↓

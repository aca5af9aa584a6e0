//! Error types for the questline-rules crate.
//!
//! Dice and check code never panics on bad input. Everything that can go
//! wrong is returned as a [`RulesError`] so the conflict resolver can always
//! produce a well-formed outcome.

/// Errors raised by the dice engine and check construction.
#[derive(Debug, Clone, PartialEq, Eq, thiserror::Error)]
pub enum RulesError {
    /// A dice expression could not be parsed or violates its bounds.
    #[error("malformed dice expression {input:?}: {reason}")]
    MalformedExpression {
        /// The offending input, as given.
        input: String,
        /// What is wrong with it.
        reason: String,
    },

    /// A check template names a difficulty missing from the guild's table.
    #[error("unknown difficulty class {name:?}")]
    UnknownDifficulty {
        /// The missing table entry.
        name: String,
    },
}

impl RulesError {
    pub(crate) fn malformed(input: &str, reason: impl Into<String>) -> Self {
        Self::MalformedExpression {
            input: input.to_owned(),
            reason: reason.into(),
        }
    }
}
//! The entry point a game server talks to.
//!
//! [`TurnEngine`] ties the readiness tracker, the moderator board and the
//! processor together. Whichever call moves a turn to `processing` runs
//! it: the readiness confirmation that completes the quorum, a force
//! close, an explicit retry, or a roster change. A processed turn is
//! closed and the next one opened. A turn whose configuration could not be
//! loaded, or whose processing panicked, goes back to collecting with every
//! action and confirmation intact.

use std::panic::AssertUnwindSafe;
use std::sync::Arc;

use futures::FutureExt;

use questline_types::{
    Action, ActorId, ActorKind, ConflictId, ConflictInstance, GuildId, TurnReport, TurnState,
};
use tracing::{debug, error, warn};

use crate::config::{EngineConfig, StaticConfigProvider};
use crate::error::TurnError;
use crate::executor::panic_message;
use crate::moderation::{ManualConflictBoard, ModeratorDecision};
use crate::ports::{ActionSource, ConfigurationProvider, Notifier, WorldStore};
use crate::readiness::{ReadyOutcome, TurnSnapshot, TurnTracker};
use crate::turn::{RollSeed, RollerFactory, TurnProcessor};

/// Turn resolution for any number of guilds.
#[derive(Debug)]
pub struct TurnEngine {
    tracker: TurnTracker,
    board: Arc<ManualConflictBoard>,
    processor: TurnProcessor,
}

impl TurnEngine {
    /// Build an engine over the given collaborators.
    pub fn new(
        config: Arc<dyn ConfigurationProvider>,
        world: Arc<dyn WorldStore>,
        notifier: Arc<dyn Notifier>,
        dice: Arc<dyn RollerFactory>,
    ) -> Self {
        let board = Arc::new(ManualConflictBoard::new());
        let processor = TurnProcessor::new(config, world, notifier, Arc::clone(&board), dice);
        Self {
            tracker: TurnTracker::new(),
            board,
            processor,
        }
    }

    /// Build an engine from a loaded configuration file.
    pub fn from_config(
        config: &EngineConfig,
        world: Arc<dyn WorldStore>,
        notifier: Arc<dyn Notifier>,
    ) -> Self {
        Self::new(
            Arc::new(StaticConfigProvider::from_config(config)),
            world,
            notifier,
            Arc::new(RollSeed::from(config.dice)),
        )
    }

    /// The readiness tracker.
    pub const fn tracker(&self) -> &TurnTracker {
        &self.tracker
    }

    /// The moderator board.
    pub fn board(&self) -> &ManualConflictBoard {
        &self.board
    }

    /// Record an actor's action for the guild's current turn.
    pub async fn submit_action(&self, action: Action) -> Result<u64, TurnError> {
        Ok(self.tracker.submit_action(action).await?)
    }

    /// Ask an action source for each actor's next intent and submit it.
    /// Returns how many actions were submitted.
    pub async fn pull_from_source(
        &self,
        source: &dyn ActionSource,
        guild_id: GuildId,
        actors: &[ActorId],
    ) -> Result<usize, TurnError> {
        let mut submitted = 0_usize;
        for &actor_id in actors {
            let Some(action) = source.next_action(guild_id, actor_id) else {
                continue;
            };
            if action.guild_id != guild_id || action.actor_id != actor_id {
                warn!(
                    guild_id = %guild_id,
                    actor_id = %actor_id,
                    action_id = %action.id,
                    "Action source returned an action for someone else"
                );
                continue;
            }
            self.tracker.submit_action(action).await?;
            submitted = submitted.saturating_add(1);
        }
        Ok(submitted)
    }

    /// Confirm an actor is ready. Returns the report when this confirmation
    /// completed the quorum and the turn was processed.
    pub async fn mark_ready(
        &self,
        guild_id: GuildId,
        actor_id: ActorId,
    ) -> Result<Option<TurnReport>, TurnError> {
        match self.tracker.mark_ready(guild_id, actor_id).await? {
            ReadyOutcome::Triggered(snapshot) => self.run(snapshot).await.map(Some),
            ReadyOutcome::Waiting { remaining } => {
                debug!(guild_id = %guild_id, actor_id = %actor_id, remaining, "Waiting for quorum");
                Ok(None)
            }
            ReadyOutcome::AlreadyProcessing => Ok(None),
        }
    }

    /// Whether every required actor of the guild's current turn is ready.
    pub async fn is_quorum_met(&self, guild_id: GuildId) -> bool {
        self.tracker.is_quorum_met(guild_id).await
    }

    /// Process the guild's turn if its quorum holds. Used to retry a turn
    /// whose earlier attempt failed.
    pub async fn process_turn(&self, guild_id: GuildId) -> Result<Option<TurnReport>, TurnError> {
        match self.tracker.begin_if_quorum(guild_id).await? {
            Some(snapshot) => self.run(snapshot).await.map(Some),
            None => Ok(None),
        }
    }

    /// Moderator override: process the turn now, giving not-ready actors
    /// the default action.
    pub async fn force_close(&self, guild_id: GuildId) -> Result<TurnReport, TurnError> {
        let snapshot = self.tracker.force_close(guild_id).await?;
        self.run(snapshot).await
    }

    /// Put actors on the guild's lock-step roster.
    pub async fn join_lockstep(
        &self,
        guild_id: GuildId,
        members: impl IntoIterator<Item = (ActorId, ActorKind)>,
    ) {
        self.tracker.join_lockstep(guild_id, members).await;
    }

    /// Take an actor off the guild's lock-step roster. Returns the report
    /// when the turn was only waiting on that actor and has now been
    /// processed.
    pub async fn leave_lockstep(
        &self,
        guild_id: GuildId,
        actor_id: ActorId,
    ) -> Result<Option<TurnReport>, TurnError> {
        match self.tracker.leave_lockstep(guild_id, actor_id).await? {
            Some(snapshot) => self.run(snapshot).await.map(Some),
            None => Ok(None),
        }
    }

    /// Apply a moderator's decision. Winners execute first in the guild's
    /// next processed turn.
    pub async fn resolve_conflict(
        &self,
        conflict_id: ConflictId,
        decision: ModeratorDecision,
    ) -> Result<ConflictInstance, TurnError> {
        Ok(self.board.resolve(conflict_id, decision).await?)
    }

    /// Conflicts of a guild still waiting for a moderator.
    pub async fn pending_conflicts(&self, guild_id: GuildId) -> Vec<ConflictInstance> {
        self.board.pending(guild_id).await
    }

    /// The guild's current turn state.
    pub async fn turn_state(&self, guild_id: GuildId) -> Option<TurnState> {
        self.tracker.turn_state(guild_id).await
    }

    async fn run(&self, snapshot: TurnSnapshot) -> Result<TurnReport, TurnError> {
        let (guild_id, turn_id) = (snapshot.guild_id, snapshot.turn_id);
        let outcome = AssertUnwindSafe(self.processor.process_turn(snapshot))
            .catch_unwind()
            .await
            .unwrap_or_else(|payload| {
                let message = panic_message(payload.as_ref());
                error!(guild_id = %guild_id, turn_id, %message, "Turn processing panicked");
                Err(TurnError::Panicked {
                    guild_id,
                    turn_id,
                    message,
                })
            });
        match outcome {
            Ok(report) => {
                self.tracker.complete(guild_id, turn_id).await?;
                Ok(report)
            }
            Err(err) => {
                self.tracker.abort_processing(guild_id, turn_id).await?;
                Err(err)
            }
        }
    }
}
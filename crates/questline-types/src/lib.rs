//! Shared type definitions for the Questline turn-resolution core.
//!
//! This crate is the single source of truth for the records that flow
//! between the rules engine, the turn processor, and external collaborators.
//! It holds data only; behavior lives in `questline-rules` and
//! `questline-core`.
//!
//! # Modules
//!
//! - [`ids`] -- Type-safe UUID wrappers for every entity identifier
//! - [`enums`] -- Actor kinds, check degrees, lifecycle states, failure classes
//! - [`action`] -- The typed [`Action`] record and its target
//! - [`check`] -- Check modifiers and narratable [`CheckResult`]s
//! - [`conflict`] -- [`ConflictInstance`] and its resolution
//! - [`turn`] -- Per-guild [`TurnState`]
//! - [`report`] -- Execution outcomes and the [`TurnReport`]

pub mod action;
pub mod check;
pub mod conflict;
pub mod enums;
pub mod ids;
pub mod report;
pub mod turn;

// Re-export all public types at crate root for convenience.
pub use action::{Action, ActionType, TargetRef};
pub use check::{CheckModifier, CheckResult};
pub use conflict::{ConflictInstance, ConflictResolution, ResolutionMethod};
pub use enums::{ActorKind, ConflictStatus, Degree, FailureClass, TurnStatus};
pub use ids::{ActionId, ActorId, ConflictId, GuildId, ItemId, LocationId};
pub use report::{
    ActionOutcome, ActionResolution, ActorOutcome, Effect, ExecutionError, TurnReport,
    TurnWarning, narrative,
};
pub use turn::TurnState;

↑
↓

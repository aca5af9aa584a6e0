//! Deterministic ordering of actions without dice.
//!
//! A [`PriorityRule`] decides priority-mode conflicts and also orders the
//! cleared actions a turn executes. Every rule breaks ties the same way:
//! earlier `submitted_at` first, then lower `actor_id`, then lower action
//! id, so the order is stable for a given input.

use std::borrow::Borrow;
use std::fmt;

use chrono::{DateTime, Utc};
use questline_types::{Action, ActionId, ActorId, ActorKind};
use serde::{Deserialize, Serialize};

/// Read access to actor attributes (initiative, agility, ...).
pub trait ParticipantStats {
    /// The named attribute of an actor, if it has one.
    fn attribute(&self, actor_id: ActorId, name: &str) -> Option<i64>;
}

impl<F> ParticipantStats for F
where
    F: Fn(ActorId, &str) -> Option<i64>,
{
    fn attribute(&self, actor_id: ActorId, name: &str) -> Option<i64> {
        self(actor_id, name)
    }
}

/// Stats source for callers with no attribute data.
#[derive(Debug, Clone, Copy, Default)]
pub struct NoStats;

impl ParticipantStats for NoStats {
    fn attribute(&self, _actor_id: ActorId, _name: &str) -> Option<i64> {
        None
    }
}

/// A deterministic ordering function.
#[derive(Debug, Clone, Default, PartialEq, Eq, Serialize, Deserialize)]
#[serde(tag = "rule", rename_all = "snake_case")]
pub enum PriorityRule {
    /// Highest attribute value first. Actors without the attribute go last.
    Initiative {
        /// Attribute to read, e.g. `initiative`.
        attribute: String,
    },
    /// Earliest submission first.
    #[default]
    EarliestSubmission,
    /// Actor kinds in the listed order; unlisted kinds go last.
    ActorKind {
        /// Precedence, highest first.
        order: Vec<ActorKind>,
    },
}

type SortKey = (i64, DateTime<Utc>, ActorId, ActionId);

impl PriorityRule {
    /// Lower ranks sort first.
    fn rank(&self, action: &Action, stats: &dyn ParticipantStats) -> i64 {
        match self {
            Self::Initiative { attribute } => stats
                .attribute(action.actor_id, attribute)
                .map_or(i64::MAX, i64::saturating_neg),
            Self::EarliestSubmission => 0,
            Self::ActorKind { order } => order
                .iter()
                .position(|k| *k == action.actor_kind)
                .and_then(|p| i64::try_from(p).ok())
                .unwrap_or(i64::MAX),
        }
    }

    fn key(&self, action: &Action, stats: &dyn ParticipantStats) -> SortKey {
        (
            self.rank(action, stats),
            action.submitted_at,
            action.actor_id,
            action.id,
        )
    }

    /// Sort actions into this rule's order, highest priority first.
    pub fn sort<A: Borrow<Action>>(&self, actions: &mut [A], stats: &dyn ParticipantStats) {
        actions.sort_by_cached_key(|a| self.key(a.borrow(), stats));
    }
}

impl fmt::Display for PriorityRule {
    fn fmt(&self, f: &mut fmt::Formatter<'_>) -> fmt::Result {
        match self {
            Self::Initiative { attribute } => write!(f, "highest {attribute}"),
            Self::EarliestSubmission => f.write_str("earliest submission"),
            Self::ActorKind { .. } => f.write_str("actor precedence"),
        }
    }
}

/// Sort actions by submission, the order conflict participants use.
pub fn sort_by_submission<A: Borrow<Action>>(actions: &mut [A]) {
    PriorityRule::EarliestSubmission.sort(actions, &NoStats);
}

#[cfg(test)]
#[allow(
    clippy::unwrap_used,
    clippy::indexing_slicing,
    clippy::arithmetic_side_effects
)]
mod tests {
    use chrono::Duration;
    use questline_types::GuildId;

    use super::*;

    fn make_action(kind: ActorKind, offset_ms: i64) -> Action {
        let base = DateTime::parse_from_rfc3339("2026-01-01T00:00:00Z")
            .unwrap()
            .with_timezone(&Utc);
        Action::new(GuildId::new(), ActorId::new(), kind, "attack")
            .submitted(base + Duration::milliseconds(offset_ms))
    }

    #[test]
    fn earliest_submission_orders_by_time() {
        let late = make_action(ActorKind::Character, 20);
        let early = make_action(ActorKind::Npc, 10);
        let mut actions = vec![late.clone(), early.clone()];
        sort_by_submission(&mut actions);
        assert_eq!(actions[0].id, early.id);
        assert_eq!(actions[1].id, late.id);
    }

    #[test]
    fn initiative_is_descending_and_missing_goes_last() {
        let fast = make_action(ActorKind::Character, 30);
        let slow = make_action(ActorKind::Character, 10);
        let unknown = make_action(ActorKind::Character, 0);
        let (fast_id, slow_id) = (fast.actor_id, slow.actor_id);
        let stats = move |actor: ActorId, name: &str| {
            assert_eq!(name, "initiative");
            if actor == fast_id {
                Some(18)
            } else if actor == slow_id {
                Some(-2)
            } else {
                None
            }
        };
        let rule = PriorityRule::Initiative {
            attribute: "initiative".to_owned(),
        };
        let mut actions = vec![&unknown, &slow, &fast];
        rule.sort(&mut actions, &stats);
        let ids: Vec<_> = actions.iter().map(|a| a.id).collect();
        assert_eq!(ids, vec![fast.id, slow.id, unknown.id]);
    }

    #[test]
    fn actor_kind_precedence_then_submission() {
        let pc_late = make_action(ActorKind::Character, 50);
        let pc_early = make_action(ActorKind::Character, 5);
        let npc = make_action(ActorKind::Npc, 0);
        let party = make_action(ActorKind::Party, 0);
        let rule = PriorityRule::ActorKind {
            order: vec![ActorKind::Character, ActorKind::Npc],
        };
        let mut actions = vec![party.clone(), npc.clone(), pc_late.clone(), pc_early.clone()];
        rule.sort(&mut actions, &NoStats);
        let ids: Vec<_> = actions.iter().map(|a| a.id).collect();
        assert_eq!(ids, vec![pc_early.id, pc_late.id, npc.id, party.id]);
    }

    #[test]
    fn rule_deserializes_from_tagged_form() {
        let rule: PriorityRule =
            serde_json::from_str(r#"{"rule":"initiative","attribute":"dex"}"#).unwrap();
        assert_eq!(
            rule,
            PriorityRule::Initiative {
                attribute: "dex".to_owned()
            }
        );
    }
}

↑
↓

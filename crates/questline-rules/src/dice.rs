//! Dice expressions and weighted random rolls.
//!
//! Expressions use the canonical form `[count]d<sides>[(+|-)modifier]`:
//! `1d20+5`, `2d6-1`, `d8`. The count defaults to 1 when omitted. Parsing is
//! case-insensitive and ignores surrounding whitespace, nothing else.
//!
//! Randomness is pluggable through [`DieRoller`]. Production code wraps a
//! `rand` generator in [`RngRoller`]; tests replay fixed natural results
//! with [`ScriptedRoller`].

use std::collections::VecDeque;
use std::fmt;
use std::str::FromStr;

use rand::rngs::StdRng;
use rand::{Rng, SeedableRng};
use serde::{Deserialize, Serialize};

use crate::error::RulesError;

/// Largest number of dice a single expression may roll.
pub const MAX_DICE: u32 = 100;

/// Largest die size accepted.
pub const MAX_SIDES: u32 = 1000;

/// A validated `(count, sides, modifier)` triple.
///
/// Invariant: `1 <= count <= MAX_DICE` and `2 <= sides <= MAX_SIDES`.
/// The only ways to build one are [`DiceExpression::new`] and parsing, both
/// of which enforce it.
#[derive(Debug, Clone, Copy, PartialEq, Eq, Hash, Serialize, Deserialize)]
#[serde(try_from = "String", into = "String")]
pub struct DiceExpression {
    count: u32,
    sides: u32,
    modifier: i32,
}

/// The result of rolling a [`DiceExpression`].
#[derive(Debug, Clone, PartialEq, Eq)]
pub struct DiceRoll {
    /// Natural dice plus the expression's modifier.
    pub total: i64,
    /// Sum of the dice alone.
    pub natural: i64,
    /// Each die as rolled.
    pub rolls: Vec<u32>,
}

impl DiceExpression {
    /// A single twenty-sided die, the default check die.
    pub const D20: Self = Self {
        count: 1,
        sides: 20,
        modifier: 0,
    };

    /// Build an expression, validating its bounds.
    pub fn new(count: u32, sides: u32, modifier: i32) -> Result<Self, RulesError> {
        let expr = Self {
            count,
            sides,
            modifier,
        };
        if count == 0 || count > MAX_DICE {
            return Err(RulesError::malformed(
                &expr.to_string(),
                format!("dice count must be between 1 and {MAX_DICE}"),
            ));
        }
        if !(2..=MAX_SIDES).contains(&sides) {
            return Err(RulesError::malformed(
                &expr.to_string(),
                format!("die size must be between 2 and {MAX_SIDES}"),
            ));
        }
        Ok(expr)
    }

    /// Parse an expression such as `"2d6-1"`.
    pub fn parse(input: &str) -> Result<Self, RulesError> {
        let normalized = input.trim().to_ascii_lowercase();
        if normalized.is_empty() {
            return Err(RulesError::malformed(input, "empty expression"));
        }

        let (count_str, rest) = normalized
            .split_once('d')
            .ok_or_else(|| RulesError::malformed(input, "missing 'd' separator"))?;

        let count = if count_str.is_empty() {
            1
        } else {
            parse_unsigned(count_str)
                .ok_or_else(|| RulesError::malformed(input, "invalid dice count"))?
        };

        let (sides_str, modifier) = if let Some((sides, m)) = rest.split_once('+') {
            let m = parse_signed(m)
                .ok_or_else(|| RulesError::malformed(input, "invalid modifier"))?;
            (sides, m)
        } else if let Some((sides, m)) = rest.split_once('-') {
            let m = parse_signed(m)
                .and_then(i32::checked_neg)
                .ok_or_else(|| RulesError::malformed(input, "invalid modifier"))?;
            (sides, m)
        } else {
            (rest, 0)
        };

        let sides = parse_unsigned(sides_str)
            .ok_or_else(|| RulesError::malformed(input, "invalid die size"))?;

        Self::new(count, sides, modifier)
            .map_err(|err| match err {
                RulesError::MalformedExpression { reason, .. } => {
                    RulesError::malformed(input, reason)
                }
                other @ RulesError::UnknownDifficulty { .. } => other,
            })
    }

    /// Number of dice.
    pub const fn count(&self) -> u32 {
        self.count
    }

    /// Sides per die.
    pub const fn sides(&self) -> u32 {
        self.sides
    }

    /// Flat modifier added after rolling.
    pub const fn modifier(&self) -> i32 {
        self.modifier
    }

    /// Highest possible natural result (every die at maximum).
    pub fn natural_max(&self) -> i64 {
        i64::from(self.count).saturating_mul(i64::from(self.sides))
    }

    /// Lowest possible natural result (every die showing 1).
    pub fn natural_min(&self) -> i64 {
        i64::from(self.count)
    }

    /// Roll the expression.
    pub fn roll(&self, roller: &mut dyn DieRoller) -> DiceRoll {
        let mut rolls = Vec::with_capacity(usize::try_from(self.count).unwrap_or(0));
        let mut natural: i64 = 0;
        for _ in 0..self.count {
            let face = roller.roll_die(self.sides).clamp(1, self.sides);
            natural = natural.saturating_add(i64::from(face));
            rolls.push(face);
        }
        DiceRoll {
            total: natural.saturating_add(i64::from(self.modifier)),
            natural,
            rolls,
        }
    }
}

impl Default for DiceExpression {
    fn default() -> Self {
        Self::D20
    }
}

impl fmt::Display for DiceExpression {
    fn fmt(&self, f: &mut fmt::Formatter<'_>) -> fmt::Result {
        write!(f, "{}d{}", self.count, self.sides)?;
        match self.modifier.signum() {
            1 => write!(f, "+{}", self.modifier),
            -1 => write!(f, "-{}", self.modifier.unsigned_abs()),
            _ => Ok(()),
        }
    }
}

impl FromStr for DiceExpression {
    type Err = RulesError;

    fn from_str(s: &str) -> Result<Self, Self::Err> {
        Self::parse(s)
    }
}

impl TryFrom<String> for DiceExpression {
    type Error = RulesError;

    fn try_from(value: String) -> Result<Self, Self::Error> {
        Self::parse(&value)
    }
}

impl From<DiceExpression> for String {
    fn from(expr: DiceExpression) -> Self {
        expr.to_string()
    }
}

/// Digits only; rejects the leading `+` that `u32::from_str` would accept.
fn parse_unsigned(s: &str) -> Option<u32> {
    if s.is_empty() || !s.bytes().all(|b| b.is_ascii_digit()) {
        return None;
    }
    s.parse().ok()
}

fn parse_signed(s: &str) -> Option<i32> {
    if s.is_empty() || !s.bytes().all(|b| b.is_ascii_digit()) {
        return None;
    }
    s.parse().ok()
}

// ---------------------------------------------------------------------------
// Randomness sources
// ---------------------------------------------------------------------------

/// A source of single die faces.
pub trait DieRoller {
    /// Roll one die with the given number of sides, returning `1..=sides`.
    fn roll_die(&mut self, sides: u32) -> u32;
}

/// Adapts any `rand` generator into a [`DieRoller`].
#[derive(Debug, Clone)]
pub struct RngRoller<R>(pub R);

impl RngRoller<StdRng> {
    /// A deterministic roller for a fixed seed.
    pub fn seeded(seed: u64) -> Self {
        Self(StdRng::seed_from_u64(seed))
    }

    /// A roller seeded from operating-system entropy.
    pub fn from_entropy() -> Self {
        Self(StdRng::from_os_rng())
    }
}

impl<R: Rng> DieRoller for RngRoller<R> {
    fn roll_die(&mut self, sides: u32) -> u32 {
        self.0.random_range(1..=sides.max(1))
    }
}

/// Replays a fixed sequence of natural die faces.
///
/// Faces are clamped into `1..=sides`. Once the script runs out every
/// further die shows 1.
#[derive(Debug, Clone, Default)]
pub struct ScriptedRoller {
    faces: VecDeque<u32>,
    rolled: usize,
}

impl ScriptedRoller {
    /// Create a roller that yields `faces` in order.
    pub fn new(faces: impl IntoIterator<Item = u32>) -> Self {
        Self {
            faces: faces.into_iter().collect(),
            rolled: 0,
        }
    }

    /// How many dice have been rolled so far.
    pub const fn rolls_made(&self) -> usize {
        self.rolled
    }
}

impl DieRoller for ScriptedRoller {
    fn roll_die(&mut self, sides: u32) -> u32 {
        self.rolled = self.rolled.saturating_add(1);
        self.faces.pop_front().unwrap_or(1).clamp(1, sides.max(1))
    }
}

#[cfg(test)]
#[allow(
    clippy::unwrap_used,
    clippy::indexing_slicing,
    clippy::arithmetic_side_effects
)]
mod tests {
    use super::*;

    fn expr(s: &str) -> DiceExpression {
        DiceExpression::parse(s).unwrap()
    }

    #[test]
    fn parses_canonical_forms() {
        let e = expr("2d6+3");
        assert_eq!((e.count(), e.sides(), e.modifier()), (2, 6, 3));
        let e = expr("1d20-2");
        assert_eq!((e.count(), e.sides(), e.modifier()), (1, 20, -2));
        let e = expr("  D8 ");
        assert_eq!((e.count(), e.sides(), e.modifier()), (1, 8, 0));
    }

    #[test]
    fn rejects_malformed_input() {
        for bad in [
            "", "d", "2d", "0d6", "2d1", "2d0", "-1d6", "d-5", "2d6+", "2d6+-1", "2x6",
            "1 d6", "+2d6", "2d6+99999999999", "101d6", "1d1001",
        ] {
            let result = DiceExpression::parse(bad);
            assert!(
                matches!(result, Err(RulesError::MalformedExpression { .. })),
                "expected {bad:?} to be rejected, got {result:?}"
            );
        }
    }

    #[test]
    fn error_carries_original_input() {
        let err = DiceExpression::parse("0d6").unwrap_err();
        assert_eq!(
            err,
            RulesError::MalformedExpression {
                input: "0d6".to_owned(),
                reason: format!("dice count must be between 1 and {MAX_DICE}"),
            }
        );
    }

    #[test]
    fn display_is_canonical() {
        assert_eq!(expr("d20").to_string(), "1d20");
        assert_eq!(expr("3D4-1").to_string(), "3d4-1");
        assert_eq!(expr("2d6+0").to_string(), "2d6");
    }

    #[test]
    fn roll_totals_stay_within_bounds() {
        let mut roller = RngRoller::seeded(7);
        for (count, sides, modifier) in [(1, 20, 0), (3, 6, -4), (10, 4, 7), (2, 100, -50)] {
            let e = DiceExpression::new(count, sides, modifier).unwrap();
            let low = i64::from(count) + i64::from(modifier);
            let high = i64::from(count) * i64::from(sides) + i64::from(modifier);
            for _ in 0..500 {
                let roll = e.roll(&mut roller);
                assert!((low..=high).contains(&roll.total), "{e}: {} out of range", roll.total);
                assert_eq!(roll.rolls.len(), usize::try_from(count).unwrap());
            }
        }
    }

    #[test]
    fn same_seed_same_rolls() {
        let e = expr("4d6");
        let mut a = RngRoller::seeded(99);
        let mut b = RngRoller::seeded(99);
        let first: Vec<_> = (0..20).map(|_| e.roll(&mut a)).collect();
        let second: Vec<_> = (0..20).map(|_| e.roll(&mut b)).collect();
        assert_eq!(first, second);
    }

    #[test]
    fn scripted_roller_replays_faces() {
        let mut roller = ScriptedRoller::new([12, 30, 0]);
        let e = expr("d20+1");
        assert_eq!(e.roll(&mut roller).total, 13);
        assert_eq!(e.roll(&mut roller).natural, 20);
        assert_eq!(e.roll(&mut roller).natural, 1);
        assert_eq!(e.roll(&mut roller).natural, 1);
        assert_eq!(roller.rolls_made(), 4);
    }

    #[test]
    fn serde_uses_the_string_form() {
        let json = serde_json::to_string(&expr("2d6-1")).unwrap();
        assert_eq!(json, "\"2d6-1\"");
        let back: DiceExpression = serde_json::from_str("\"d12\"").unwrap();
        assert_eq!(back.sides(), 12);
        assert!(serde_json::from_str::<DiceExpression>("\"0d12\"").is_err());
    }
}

↑

What to work on:
Please give again the lines above between the line holding "Earliest submission first." and the line holding "pub fn sort<A: Borrow<Action>>(&self, actions: &mut", inclusive, exactly as they are and with nothing added.

Your response:
    /// Earliest submission first.
    #[default]
    EarliestSubmission,
    /// Actor kinds in the listed order; unlisted kinds go last.
    ActorKind {
        /// Precedence, highest first.
        order: Vec<ActorKind>,
    },
}

type SortKey = (i64, DateTime<Utc>, ActorId, ActionId);

impl PriorityRule {
    /// Lower ranks sort first.
    fn rank(&self, action: &Action, stats: &dyn ParticipantStats) -> i64 {
        match self {
            Self::Initiative { attribute } => stats
                .attribute(action.actor_id, attribute)
                .map_or(i64::MAX, i64::saturating_neg),
            Self::EarliestSubmission => 0,
            Self::ActorKind { order } => order
                .iter()
                .position(|k| *k == action.actor_kind)
                .and_then(|p| i64::try_from(p).ok())
                .unwrap_or(i64::MAX),
        }
    }

    fn key(&self, action: &Action, stats: &dyn ParticipantStats) -> SortKey {
        (
            self.rank(action, stats),
            action.submitted_at,
            action.actor_id,
            action.id,
        )
    }

    /// Sort actions into this rule's order, highest priority first.
    pub fn sort<A: Borrow<Action>>(&self, actions: &mut [A], stats: &dyn ParticipantStats) {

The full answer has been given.